The Downfall of Jake the Snake

Jake Plummer at the grocery store

Not even my lucky Denver Broncos track pants were enough to keep my favorite team from self destructing on their home field today. Another year of cheering down the drain.

This has been a strange year in many ways, not the least of which being that I have watched football every single week this season. I haven’t actively followed the NFL since my heart was broken by the Broncos in the Superbowl three times in the late 80s and early 90s. Sure, I cheered Elway on as he won the two rings at the end of his career, but I probably wouldn’t have shed tears like I did as 10-year-old if they would have lost.

Watching an outrageous amount of sports in the last few months has lead to me think a lot about sports. I’m not thinking about stats or key match ups or MVP candidates, but more about what sports are really about. (Don’t worry, I’m not listening to sports talk on the radio or anything like that.)

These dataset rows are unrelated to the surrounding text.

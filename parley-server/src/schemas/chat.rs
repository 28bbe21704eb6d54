use serde::{Deserialize, Serialize};
use utoipa::ToSchema;

use crate::provider::PromptMessage;
use crate::relay::RelayEvent;

/// Body of `POST /chat`.
#[derive(Debug, Clone, Deserialize, ToSchema)]
#[serde(rename_all = "camelCase")]
pub struct ChatRequest {
    /// The new user message. Must not be blank.
    #[serde(default)]
    pub message: String,
    /// Earlier turns, oldest first, as the client remembers them.
    #[serde(default)]
    pub history: Vec<PromptMessage>,
    /// Continue this chat; a new one is created when absent.
    pub chat_id: Option<String>,
}

/// Payload of one `data:` frame on the `POST /chat` event stream.
#[derive(Debug, Clone, PartialEq, Eq, Serialize, ToSchema)]
#[serde(untagged)]
pub enum ChatStreamFrame {
    Content { content: String },
    Done { done: bool },
    Error { error: String },
}

impl From<RelayEvent> for ChatStreamFrame {
    fn from(event: RelayEvent) -> Self {
        match event {
            RelayEvent::Content(content) => ChatStreamFrame::Content { content },
            RelayEvent::Done => ChatStreamFrame::Done { done: true },
            RelayEvent::Failed(error) => ChatStreamFrame::Error { error },
        }
    }
}
use chrono::{DateTime, Utc};

/// A row in the `chats` table.
#[derive(Debug, Clone, PartialEq)]
pub struct Chat {
    pub id: String,
    /// Mutable display title; absent until someone sets one.
    pub title: Option<String>,
    pub created_at: DateTime<Utc>,
    /// Bumped on every message write for this chat.
    pub updated_at: DateTime<Utc>,
}

impl Chat {
    /// A fresh chat with a generated id and no title.
    pub fn new() -> Self {
        let now = crate::entities::now();
        Self {
            id: uuid::Uuid::new_v4().to_string(),
            title: None,
            created_at: now,
            updated_at: now,
        }
    }
}
use crate::entities::dao::{Message, MessageKind, MessageRole};
use crate::entities::{AnyStore, format_timestamp, parse_timestamp};
use std::future::Future;
use std::str::FromStr;
use tracing::warn;

type MessageRow = (String, String, String, String, String, Option<String>, String);

pub trait MessageStore: Send + Sync + 'static {
    /// Insert a message and bump the owning chat's `updated_at`.
    fn append_message(&self, msg: Message) -> impl Future<Output = Result<(), sqlx::Error>> + Send;
    /// Messages of one chat, oldest first.
    fn list_messages(
        &self,
        chat_id: &str,
    ) -> impl Future<Output = Result<Vec<Message>, sqlx::Error>> + Send;
}

fn message_from_row(
    (id, chat_id, role, kind, content, image_url, created_at): MessageRow,
) -> Result<Message, sqlx::Error> {
    let role = MessageRole::from_str(&role).map_err(|e| sqlx::Error::Decode(Box::new(e)))?;
    let kind = MessageKind::from_str(&kind).map_err(|e| sqlx::Error::Decode(Box::new(e)))?;
    Ok(Message {
        id,
        chat_id,
        role,
        kind,
        content,
        image_url,
        created_at: parse_timestamp(&created_at, "created_at"),
    })
}

impl MessageStore for AnyStore {
    async fn append_message(&self, msg: Message) -> Result<(), sqlx::Error> {
        let created_at = format_timestamp(&msg.created_at);
        sqlx::query(
            "INSERT INTO messages (id, chat_id, role, kind, content, image_url, created_at) \
             VALUES (?1, ?2, ?3, ?4, ?5, ?6, ?7)",
        )
        .bind(&msg.id)
        .bind(&msg.chat_id)
        .bind(msg.role.to_string())
        .bind(msg.kind.to_string())
        .bind(&msg.content)
        .bind(&msg.image_url)
        .bind(&created_at)
        .execute(&self.pool)
        .await?;

        // Not transactional: concurrent writers to one chat only agree on
        // created_at ordering. The message is stored once the INSERT lands.
        if let Err(e) =
            sqlx::query("UPDATE chats SET updated_at = ?1 WHERE id = ?2 AND updated_at < ?1")
                .bind(&created_at)
                .bind(&msg.chat_id)
                .execute(&self.pool)
                .await
        {
            warn!(chat_id = %msg.chat_id, message_id = %msg.id, error = %e, "failed to bump chat updated_at");
        }
        Ok(())
    }

    async fn list_messages(&self, chat_id: &str) -> Result<Vec<Message>, sqlx::Error> {
        // rowid breaks ties between messages written in the same microsecond.
        let rows: Vec<MessageRow> = sqlx::query_as(
            "SELECT id, chat_id, role, kind, content, image_url, created_at \
             FROM messages WHERE chat_id = ?1 ORDER BY created_at ASC, rowid ASC",
        )
        .bind(chat_id)
        .fetch_all(&self.pool)
        .await?;
        rows.into_iter().map(message_from_row).collect()
    }
}

// ── Tests ──────────────────────────────────────────────────────────────────────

People love to have something to root for. Even if you are a Phoenix Cardinals fan (is there such thing?) there is a 50/50 chance that your team might win any particular game. The thing that’s crazy about being a fan is that when your team wins, you win. Just by rooting for a team (internally or externally) you earn the right to feel happy if your team comes out victorious. Though you really did nothing, you are rewarded with a sense of accomplishment. Conversely, you also have to bare the brunt of criticism if you are on the losing end, like somehow your inferior support led to poor ball handling or special teams coverage.

Sports are really just the original reality TV. People get hooked on American Idol for the same reason that they get addicted to sports. When Rubbard Studdard wins the competition, so do all the people who voted 30,000 times for him. People have been cheering for athletes for centuries, so it only makes sense that we would do the same for a girl on The Bachelor, a fatty on The Biggest Loser or an idiot on Joe Millionaire. It’s really amazing that no one thought of it sooner.

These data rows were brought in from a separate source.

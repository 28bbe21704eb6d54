//! Server configuration, loaded from environment variables at startup.

use std::fmt;
use std::time::Duration;

use thiserror::Error;

#[derive(Debug, Error)]
pub enum ConfigError {
    #[error("no provider API key: set PARLEY_PROVIDER_API_KEY or OPENAI_API_KEY")]
    MissingApiKey,
}

/// Runtime configuration for parley-server.
///
/// Every field except the provider key has a default, so a bare
/// `OPENAI_API_KEY=… parley-server` is a working setup.
#[derive(Debug, Clone)]
pub struct Config {
    /// TCP address to bind (default: `"0.0.0.0:3000"`).
    pub bind_address: String,

    /// sqlx connection URL (default: `"sqlite://parley.db?mode=rwc"`).
    pub database_url: String,

    pub database_max_connections: u32,

    /// `tracing` filter string, e.g. `"info"` or `"debug,tower_http=warn"`.
    /// `RUST_LOG` wins when set.
    pub log_level: String,

    /// When `true`, emit log records as newline-delimited JSON.
    pub log_json: bool,

    /// Directory for daily-rotated log files; stdout only when unset.
    pub log_dir: Option<String>,

    /// Comma-separated list of allowed CORS origins; any origin when unset.
    pub cors_allowed_origins: Option<String>,

    /// Serve `/api-docs/openapi.json`.
    pub enable_api_docs: bool,

    pub provider: ProviderConfig,

    /// Longest gap allowed between two upstream chunks.
    pub stream_idle_timeout: Duration,

    /// Capacity of the channel between the upstream reader and the response body.
    pub stream_buffer: usize,

    /// Upper bound on the size of one submitted message, in bytes.
    pub max_message_bytes: usize,
}

/// Settings for the OpenAI-compatible upstream.
#[derive(Clone)]
pub struct ProviderConfig {
    /// Base URL without a trailing slash, e.g. `https://api.openai.com/v1`.
    pub base_url: String,
    pub api_key: String,
    pub chat_model: String,
    pub image_model: String,
    pub image_size: String,
    /// Prepended to every chat completion as a `system` message.
    pub system_prompt: Option<String>,
    pub connect_timeout: Duration,
    /// Whole-request deadline for image generation. Chat streams have none.
    pub image_timeout: Duration,
}

impl fmt::Debug for ProviderConfig {
    fn fmt(&self, f: &mut fmt::Formatter<'_>) -> fmt::Result {
        f.debug_struct("ProviderConfig")
            .field("base_url", &self.base_url)
            .field("api_key", &"<redacted>")
            .field("chat_model", &self.chat_model)
            .field("image_model", &self.image_model)
            .field("image_size", &self.image_size)
            .field("system_prompt", &self.system_prompt)
            .field("connect_timeout", &self.connect_timeout)
            .field("image_timeout", &self.image_timeout)
            .finish()
    }
}

impl Config {
    /// Build [`Config`] from environment variables, falling back to defaults.
    pub fn from_env() -> Result<Self, ConfigError> {
        Self::from_lookup(|key| std::env::var(key).ok())
    }

    /// Same as [`Config::from_env`] with an arbitrary variable source.
    pub fn from_lookup<F>(lookup: F) -> Result<Self, ConfigError>
    where
        F: Fn(&str) -> Option<String>,
    {
        let env = Env(lookup);

        let api_key = env
            .get("PARLEY_PROVIDER_API_KEY")
            .or_else(|| env.get("OPENAI_API_KEY"))
            .ok_or(ConfigError::MissingApiKey)?;

        Ok(Self {
            bind_address: env.or("PARLEY_BIND", "0.0.0.0:3000"),
            database_url: env.or("PARLEY_DATABASE_URL", "sqlite://parley.db?mode=rwc"),
            database_max_connections: env.parse("PARLEY_DATABASE_MAX_CONNECTIONS", 5),
            log_level: env.or("PARLEY_LOG", "info"),
            log_json: env.flag("PARLEY_LOG_JSON", false),
            log_dir: env.get("PARLEY_LOG_DIR"),
            cors_allowed_origins: env.get("PARLEY_CORS_ORIGINS"),
            enable_api_docs: env.flag("PARLEY_ENABLE_API_DOCS", true),
            provider: ProviderConfig {
                base_url: env
                    .or("PARLEY_PROVIDER_BASE_URL", "https://api.openai.com/v1")
                    .trim_end_matches('/')
                    .to_owned(),
                api_key,
                chat_model: env.or("PARLEY_CHAT_MODEL", "gpt-4o-mini"),
                image_model: env.or("PARLEY_IMAGE_MODEL", "dall-e-3"),
                image_size: env.or("PARLEY_IMAGE_SIZE", "1024x1024"),
                system_prompt: env.get("PARLEY_SYSTEM_PROMPT"),
                connect_timeout: Duration::from_secs(env.parse("PARLEY_CONNECT_TIMEOUT_SECS", 10)),
                image_timeout: Duration::from_secs(env.parse("PARLEY_IMAGE_TIMEOUT_SECS", 120)),
            },
            stream_idle_timeout: Duration::from_secs(
                env.parse("PARLEY_STREAM_IDLE_TIMEOUT_SECS", 45),
            ),
            stream_buffer: env.parse::<usize>("PARLEY_STREAM_BUFFER", 32).max(1),
            max_message_bytes: env.parse("PARLEY_MAX_MESSAGE_BYTES", 128 * 1024),
        })
    }
}

// ── private helpers ──────────────────────────────────────────────────────────

struct Env<F>(F);

impl<F: Fn(&str) -> Option<String>> Env<F> {
    /// Set and non-blank.
    fn get(&self, key: &str) -> Option<String> {
        (self.0)(key).filter(|v| !v.trim().is_empty())
    }

    fn or(&self, key: &str, default: &str) -> String {
        self.get(key).unwrap_or_else(|| default.to_owned())
    }

    fn parse<T: std::str::FromStr>(&self, key: &str, default: T) -> T {
        self.get(key)
            .and_then(|v| v.trim().parse().ok())
            .unwrap_or(default)
    }

    fn flag(&self, key: &str, default: bool) -> bool {
        self.get(key)
            .map(|v| v == "1" || v.eq_ignore_ascii_case("true"))
            .unwrap_or(default)
    }
}

// ── Tests ──────────────────────────────────────────────────────────────────────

Another thing that I find so interesting about sports is its infatuation with heroism. When an injured player decides to take a cortisone injection so he can play on a broken leg or misses his own father’s funeral so he can make it to the playoffs, commentators use words like “brave,” “unselfish,” and “hero" -- as opposed to real life and real jobs, where coworkers would describe those same acts as “reckless,” “insensitive” and “stupid.”

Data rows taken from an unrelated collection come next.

//! Client for OpenAI-compatible `/chat/completions` and `/images/generations`.

use std::fmt;
use std::time::Duration;

use async_trait::async_trait;
use futures::stream::{self, Stream, StreamExt};
use reqwest::header::ACCEPT;
use serde::{Deserialize, Serialize};
use tracing::debug;

use super::sse::{SseEvent, decode_events};
use super::{ChunkStream, GeneratedImage, ModelProvider, PromptMessage, ProviderError};
use crate::config::ProviderConfig;

const DONE_MARKER: &str = "[DONE]";

#[derive(Clone)]
pub struct OpenAiProvider {
    http: reqwest::Client,
    base_url: String,
    api_key: String,
    chat_model: String,
    image_model: String,
    image_size: String,
    system_prompt: Option<String>,
    image_timeout: Duration,
}

impl fmt::Debug for OpenAiProvider {
    fn fmt(&self, f: &mut fmt::Formatter<'_>) -> fmt::Result {
        f.debug_struct("OpenAiProvider")
            .field("base_url", &self.base_url)
            .field("chat_model", &self.chat_model)
            .field("image_model", &self.image_model)
            .finish_non_exhaustive()
    }
}

// ── Wire types ─────────────────────────────────────────────────────────────────

#[derive(Serialize)]
struct ChatCompletionRequest<'a> {
    model: &'a str,
    messages: Vec<WireMessage<'a>>,
    stream: bool,
}

#[derive(Serialize)]
struct WireMessage<'a> {
    role: &'a str,
    content: &'a str,
}

#[derive(Deserialize)]
struct CompletionChunk {
    #[serde(default)]
    choices: Vec<ChunkChoice>,
    error: Option<ApiErrorDetail>,
}

#[derive(Deserialize)]
struct ChunkChoice {
    #[serde(default)]
    delta: ChunkDelta,
}

#[derive(Deserialize, Default)]
struct ChunkDelta {
    content: Option<String>,
}

#[derive(Deserialize)]
struct ApiErrorEnvelope {
    error: Option<ApiErrorDetail>,
}

#[derive(Deserialize)]
struct ApiErrorDetail {
    #[serde(rename = "type")]
    kind: Option<String>,
    message: Option<String>,
}

#[derive(Serialize)]
struct ImageRequest<'a> {
    model: &'a str,
    prompt: &'a str,
    n: u32,
    size: &'a str,
    #[serde(skip_serializing_if = "Option::is_none")]
    response_format: Option<&'a str>,
}

#[derive(Deserialize)]
struct ImageResponse {
    #[serde(default)]
    data: Vec<ImageDatum>,
}

#[derive(Deserialize)]
struct ImageDatum {
    url: Option<String>,
    b64_json: Option<String>,
    revised_prompt: Option<String>,
}

// ── Client ─────────────────────────────────────────────────────────────────────

impl OpenAiProvider {
    pub fn new(config: &ProviderConfig) -> Result<Self, ProviderError> {
        // Connect timeout only; the relay enforces an idle timeout between chunks.
        let http = reqwest::Client::builder()
            .connect_timeout(config.connect_timeout)
            .build()
            .map_err(|e| ProviderError::Network(format!("failed to build HTTP client: {e}")))?;

        Ok(Self {
            http,
            base_url: config.base_url.trim_end_matches('/').to_owned(),
            api_key: config.api_key.clone(),
            chat_model: config.chat_model.clone(),
            image_model: config.image_model.clone(),
            image_size: config.image_size.clone(),
            system_prompt: config.system_prompt.clone(),
            image_timeout: config.image_timeout,
        })
    }

    fn endpoint(&self, path: &str) -> String {
        format!("{}/{path}", self.base_url)
    }

    /// The DALL-E models default to short-lived URLs only when asked; newer
    /// image models reject `response_format` and always answer inline.
    fn image_response_format(&self) -> Option<&'static str> {
        self.image_model.starts_with("dall-e").then_some("url")
    }
}

async fn error_from_response(response: reqwest::Response) -> ProviderError {
    let status = response.status().as_u16();
    let retry_after = response
        .headers()
        .get(reqwest::header::RETRY_AFTER)
        .and_then(|v| v.to_str().ok())
        .and_then(|v| v.trim().parse::<u64>().ok());

    let body = match response.text().await {
        Ok(body) => body,
        Err(e) => return ProviderError::from(e),
    };
    let message = serde_json::from_str::<ApiErrorEnvelope>(&body)
        .ok()
        .and_then(|env| env.error)
        .and_then(|detail| detail.message)
        .unwrap_or(body);

    ProviderError::from_status(status, message, retry_after)
}

/// An `error` object delivered inside an otherwise successful stream.
fn in_stream_error(detail: ApiErrorDetail) -> ProviderError {
    let message = detail
        .message
        .unwrap_or_else(|| "provider reported an error mid-stream".to_owned());
    match detail.kind.as_deref() {
        Some("rate_limit_exceeded" | "rate_limit_error") => ProviderError::RateLimited {
            message,
            retry_after: None,
        },
        Some("server_error" | "overloaded_error") => ProviderError::Unavailable {
            status: 200,
            message,
        },
        _ => ProviderError::Api {
            status: 200,
            message,
        },
    }
}

enum Frame {
    Content(String),
    Nothing,
    Done,
}

fn interpret(event: &SseEvent) -> Result<Frame, ProviderError> {
    if event.data.trim() == DONE_MARKER {
        return Ok(Frame::Done);
    }
    if event.event.as_deref() == Some("error") {
        let detail = serde_json::from_str::<ApiErrorEnvelope>(&event.data)
            .ok()
            .and_then(|env| env.error)
            .unwrap_or(ApiErrorDetail {
                kind: None,
                message: Some(event.data.clone()),
            });
        return Err(in_stream_error(detail));
    }

    let chunk: CompletionChunk = serde_json::from_str(&event.data).map_err(|e| {
        ProviderError::MalformedStream(format!("undecodable chunk {:?}: {e}", event.data))
    })?;
    if let Some(detail) = chunk.error {
        return Err(in_stream_error(detail));
    }

    let text: String = chunk
        .choices
        .into_iter()
        .filter_map(|c| c.delta.content)
        .collect();
    Ok(if text.is_empty() {
        Frame::Nothing
    } else {
        Frame::Content(text)
    })
}

/// Reduce decoded events to content chunks, ending at the `[DONE]` marker.
fn content_stream<S>(events: S) -> ChunkStream
where
    S: Stream<Item = Result<SseEvent, ProviderError>> + Send + 'static,
{
    let events = Box::pin(events);
    Box::pin(stream::unfold(Some(events), |state| async move {
        let mut events = state?;
        loop {
            match events.next().await {
                Some(Ok(event)) => match interpret(&event) {
                    Ok(Frame::Content(text)) => return Some((Ok(text), Some(events))),
                    Ok(Frame::Nothing) => continue,
                    Ok(Frame::Done) => return None,
                    Err(e) => return Some((Err(e), None)),
                },
                Some(Err(e)) => return Some((Err(e), None)),
                None => {
                    return Some((
                        Err(ProviderError::MalformedStream(
                            "stream ended without a completion marker".into(),
                        )),
                        None,
                    ));
                }
            }
        }
    }))
}

#[async_trait]
impl ModelProvider for OpenAiProvider {
    async fn stream_chat(&self, messages: Vec<PromptMessage>) -> Result<ChunkStream, ProviderError> {
        let mut wire = Vec::with_capacity(messages.len() + 1);
        if let Some(prompt) = &self.system_prompt {
            wire.push(WireMessage {
                role: "system",
                content: prompt,
            });
        }
        wire.extend(messages.iter().map(|m| WireMessage {
            role: m.role.as_ref(),
            content: &m.content,
        }));

        let body = ChatCompletionRequest {
            model: &self.chat_model,
            messages: wire,
            stream: true,
        };
        debug!(model = %self.chat_model, messages = body.messages.len(), "opening completion stream");

        let response = self
            .http
            .post(self.endpoint("chat/completions"))
            .bearer_auth(&self.api_key)
            .header(ACCEPT, "text/event-stream")
            .json(&body)
            .send()
            .await?;

        if !response.status().is_success() {
            return Err(error_from_response(response).await);
        }

        Ok(content_stream(decode_events(Box::pin(response.bytes_stream()))))
    }

    async fn generate_image(&self, prompt: &str) -> Result<GeneratedImage, ProviderError> {
        let body = ImageRequest {
            model: &self.image_model,
            prompt,
            n: 1,
            size: &self.image_size,
            response_format: self.image_response_format(),
        };
        debug!(model = %self.image_model, size = %self.image_size, "requesting image");

        let response = self
            .http
            .post(self.endpoint("images/generations"))
            .bearer_auth(&self.api_key)
            .timeout(self.image_timeout)
            .json(&body)
            .send()
            .await?;

        if !response.status().is_success() {
            return Err(error_from_response(response).await);
        }

        let parsed: ImageResponse = response.json().await?;
        let datum = parsed
            .data
            .into_iter()
            .next()
            .ok_or_else(|| ProviderError::InvalidResponse("response contained no image".into()))?;

        let url = match (datum.url, datum.b64_json) {
            (Some(url), _) if !url.is_empty() => url,
            (_, Some(b64)) if !b64.is_empty() => format!("data:image/png;base64,{b64}"),
            _ => {
                return Err(ProviderError::InvalidResponse(
                    "image carried neither url nor b64_json".into(),
                ));
            }
        };

        Ok(GeneratedImage {
            url,
            revised_prompt: datum.revised_prompt,
        })
    }
}

// ── Tests ──────────────────────────────────────────────────────────────────────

We must be lacking in heroes these days. I am guessing that there used to be heroes at some point because it’s a pretty common word. I think there used to be “war heroes,” though I don’t think we have those any more. But apparently, we have a need to have heroes around. Since they don’t seem to be apparent in daily life - we don’t generally say, “Charlie could have called in sick to work today, but he didn’t. He’s a real hero.” – sports seems to be a logical place to find them. “Even after appearing in court today on sexual assault charges, he was still able to score 45 points and hit a jumper at the buzzer. What a heroic performance!”

So what does all of this deep analysis of sports mean to me? Well, I’m 25 years old and the Broncos just lost the big game. I’m bummed out about it. We really didn’t come to play. However, you’ve got to hand it to Pittsburgh Steelers. As the 6th seed in the playoffs, it took heroic efforts to overcome the challenges of beating three great teams on the road.

I will have to settle for cheering for seven layer dip at the Superbowl party.